Confessions
by punkfunkdisco
Summary: Set between 3x08 and 3x09. Astrid has a confession that matches Peter's. Hoping it helps bring him back, she tells him. Inspired by an idea from i like neon ice at LJ and beta read by salienne.


Astrid only leaves the lab for a minute, but when she gets back Peter is nowhere to be seen. She stops at the top of the stairs and scans the room, wondering how he's left without her knowing. She frowns, trying to think, before carrying on down the stairs where, at the bottom, she notices the beakers all over the floor (good thing they're shatter-proof, she thinks). Stooping to pick them up she realises it isn't just beakers on the floor, there's bits of metal, a computer keyboard, a lamp, a packet of chips – all of the things that had been on the table when she'd left the room. She holds back a "What the hell?" as best she can, but it still escapes from her mouth anyway. It looked like someone had pushed them all on the floor and Astrid tuts, annoyed because it's always her that clears up after every case.

She wanders over to the trash can with the chips and it's then that she realises Peter hasn't left. He's sitting on the floor leaning against the deprivation tank with his head in his hands. "Peter?" She takes a few steps towards him. "What's wrong?" He doesn't answer. She walks slowly down the steps in trepidation, knowing that her question was a stupid one (her mother always said she asked the most obvious questions, but Astrid thought the obvious questions were a good segue way into the harder ones).

Peter looks up, rubbing his hands through his hair, but doesn't say anything.

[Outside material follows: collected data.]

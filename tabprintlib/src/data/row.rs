//! A single table record: ordered column names paired with values.

use serde::ser::{Serialize, SerializeMap, Serializer};

use super::value::Value;

/// One record of a table.
///
/// Columns keep insertion order. Putting a column that already exists
/// replaces its value without moving it.
#[derive(Debug, Clone, Default, PartialEq)]
pub struct Row {
    names: Vec<String>,
    values: Vec<Value>,
}

impl Row {
    /// Create an empty row.
    pub fn new() -> Self {
        Self::default()
    }

    /// Set `name` to `value`, appending the column if it is new.
    pub fn put(&mut self, name: impl Into<String>, value: impl Into<Value>) {
        let name = name.into();
        let value = value.into();
        match self.names.iter().position(|n| *n == name) {
            Some(idx) => self.values[idx] = value,
            None => {
                self.names.push(name);
                self.values.push(value);
            }
        }
    }

    /// Builder: same as [`Row::put`], consuming and returning the row.
    pub fn with(mut self, name: impl Into<String>, value: impl Into<Value>) -> Self {
        self.put(name, value);
        self
    }

    pub fn column_names(&self) -> &[String] {
        &self.names
    }

    pub fn values(&self) -> &[Value] {
        &self.values
    }

    /// Look up a value by column name.
    pub fn get(&self, name: &str) -> Option<&Value> {
        self.names
            .iter()
            .position(|n| n == name)
            .map(|idx| &self.values[idx])
    }

    /// Number of columns
    pub fn len(&self) -> usize {
        self.names.len()
    }

    pub fn is_empty(&self) -> bool {
        self.names.is_empty()
    }

    /// Iterate over `(column name, value)` pairs in column order.
    pub fn iter(&self) -> impl Iterator<Item = (&str, &Value)> {
        self.names
            .iter()
            .map(String::as_str)
            .zip(self.values.iter())
    }
}

impl<K: Into<String>, V: Into<Value>> FromIterator<(K, V)> for Row {
    fn from_iter<I: IntoIterator<Item = (K, V)>>(iter: I) -> Self {
        let mut row = Row::new();
        for (name, value) in iter {
            row.put(name, value);
        }
        row
    }
}

impl Serialize for Row {
    fn serialize<S: Serializer>(&self, serializer: S) -> Result<S::Ok, S::Error> {
        let mut map = serializer.serialize_map(Some(self.len()))?;
        for (name, value) in self.iter() {
            map.serialize_entry(name, value)?;
        }
        map.end()
    }
}
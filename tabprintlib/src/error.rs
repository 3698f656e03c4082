//! Error types for tabprintlib

use std::path::PathBuf;
use thiserror::Error;

/// Errors that can occur while fetching, rendering or printing a table
#[derive(Error, Debug)]
pub enum PrintError {
    /// The command line did not carry the expected number of arguments
    #[error("incorrect number of parameters. Expected {expected}, but is {actual}")]
    InvalidArguments { expected: usize, actual: usize },

    /// Rows of one table disagree on their columns
    #[error("malformed table at row {row}: {reason}")]
    MalformedTable { row: usize, reason: String },

    /// Failed to read a data file
    #[error("failed to read file '{path}': {source}")]
    FileRead {
        path: PathBuf,
        source: std::io::Error,
    },

    /// Data document is not valid JSON
    #[error("invalid JSON data: {0}")]
    Json(#[from] serde_json::Error),

    /// Data document is valid JSON but not shaped like a set of tables
    #[error("invalid table data: {0}")]
    InvalidData(String),

    /// IO error while writing output
    #[error("IO error: {0}")]
    Io(#[from] std::io::Error),
}
//! Output modes for the CLI

use anyhow::Context;
use tabprintlib::{parse_print, DataSource, Table};

/// How fetched tables are shown
#[derive(Debug, Clone, Copy, PartialEq, Eq, Default)]
pub enum OutputMode {
    /// Box-drawing table through the print command
    #[default]
    Table,
    /// Rows as a pretty-printed JSON array
    Json,
}

impl OutputMode {
    /// Parse the `--output` value. Unknown names fall back to table output.
    pub fn from_name(name: &str) -> Self {
        match name {
            "json" => OutputMode::Json,
            _ => OutputMode::Table,
        }
    }
}

/// Render a table as a JSON array of row objects, keeping column order
pub fn render_json(table: &Table) -> anyhow::Result<String> {
    let mut output = serde_json::to_string_pretty(table).context("serializing table")?;
    output.push('\n');
    Ok(output)
}

/// Fetch the table named by a `print <table>` line and render it as JSON
pub fn print_json(source: &impl DataSource, line: &str) -> anyhow::Result<String> {
    let table_name = parse_print(line)?;
    let table = source.table_data(table_name)?;
    table.validate()?;
    render_json(&table)
}
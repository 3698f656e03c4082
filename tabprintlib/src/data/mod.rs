//! Data model: values, rows and tables.
//!
//! A [`Table`] is an ordered list of [`Row`]s that all share the same column
//! names in the same order. Each cell holds a [`Value`] whose `Display` text
//! is what ends up on screen.

pub mod row;
pub mod table;
pub mod value;

pub use row::Row;
pub use table::Table;
pub use value::Value;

His face is etched with hurt and guilt and pain, and the fear it strikes in Astrid makes her feel like all her organs have disappeared and there's a great big hole inside of her. She kneels down and puts her hand gently on his knee, squeezing a little. "Olivia?" she asks. Peter closes his eyes and nods.

"I should have known," he says, his voice thick.

"Oh, Peter." She sits down beside him. "She fooled us all, you know."

"I should have known," he repeats.

"She was good at her job, Peter." Astrid waves her hands around to emphasise the point. "This alternate Olivia was genetically identical to our Olivia, they think and feel the same way and you know how good our Olivia is at her job, you know she will stop at nothing to get results. Their Olivia was exactly the same and every bit as good."

"I _still_ should have known," he replies through gritted teeth, like he hasn't even heard her. Astrid sighs and takes his hand (even when she's right no one pays attention). "What am I gonna tell her?"

"You'll tell her we did everything we could once we knew the truth."

"I mean," his voice is strained and he pulls his hand away. "What am I gonna tell her about us? 'Oh sorry, Liv, while you were trapped in an alternate universe I was screwing your doppelgänger thinking it was you, but it's OK now you're back we'll just pick up right where we left off'?"

The burst of anger scares Astrid and she recoils slightly. She's seen Peter angry at suspects, she's seen him angry at Walter, but she's never seen him angry at himself and it's on a completely different level (it reminds her of her father). She'd known he and Olivia had become much closer when they'd returned from the alternate universe, but to hear it put so crudely shocks her; it's not something she expects from the Peter she's come to know and care for.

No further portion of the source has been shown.